*** PROVIDED MATERIAL Section Begins ***
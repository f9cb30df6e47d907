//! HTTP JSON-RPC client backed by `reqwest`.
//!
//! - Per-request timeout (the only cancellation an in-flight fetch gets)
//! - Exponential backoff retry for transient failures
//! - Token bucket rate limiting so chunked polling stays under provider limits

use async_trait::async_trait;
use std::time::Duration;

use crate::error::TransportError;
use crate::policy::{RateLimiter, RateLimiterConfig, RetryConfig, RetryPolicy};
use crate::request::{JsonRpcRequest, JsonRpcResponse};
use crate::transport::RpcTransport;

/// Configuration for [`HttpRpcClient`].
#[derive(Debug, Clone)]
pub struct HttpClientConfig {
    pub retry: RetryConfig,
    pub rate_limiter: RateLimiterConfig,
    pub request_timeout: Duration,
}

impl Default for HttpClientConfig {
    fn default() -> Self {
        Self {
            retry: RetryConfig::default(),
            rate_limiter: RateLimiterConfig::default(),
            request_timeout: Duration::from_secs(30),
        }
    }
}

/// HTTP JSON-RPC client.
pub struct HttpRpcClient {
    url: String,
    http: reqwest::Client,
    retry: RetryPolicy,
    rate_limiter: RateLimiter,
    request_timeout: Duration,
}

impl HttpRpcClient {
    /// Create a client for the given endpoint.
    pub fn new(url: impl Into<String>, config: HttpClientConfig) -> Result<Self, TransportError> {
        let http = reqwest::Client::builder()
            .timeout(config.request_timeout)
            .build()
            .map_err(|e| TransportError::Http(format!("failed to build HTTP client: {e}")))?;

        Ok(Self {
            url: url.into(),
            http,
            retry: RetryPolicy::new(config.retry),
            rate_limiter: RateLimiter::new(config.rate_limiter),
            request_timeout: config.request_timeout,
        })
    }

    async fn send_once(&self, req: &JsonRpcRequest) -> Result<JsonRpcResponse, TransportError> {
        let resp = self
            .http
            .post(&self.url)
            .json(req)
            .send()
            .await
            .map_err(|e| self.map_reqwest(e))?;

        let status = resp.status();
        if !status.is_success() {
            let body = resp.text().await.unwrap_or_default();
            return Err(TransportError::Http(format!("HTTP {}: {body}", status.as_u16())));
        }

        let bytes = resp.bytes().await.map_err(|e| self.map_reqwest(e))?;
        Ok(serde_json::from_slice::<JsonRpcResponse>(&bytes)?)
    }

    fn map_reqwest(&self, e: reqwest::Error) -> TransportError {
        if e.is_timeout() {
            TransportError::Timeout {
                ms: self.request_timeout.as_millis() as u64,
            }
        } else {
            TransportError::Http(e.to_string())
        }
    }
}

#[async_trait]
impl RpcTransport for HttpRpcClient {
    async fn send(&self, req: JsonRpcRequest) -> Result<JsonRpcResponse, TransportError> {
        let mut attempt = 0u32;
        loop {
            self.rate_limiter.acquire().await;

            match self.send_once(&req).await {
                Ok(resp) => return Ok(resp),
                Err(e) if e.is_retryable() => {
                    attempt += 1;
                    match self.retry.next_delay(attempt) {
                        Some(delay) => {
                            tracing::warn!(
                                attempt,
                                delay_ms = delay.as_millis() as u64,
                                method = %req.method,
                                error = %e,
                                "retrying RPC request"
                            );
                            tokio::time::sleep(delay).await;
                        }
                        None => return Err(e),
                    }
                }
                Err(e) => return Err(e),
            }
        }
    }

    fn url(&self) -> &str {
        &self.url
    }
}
*** PROVIDED MATERIAL Section Ends ***
▸ **ABOUT THIS EXERCISE**: Answer only with the count of lines in the records that include the string "struct".

▸ **OUTPUT OF THE EXERCISE**: 2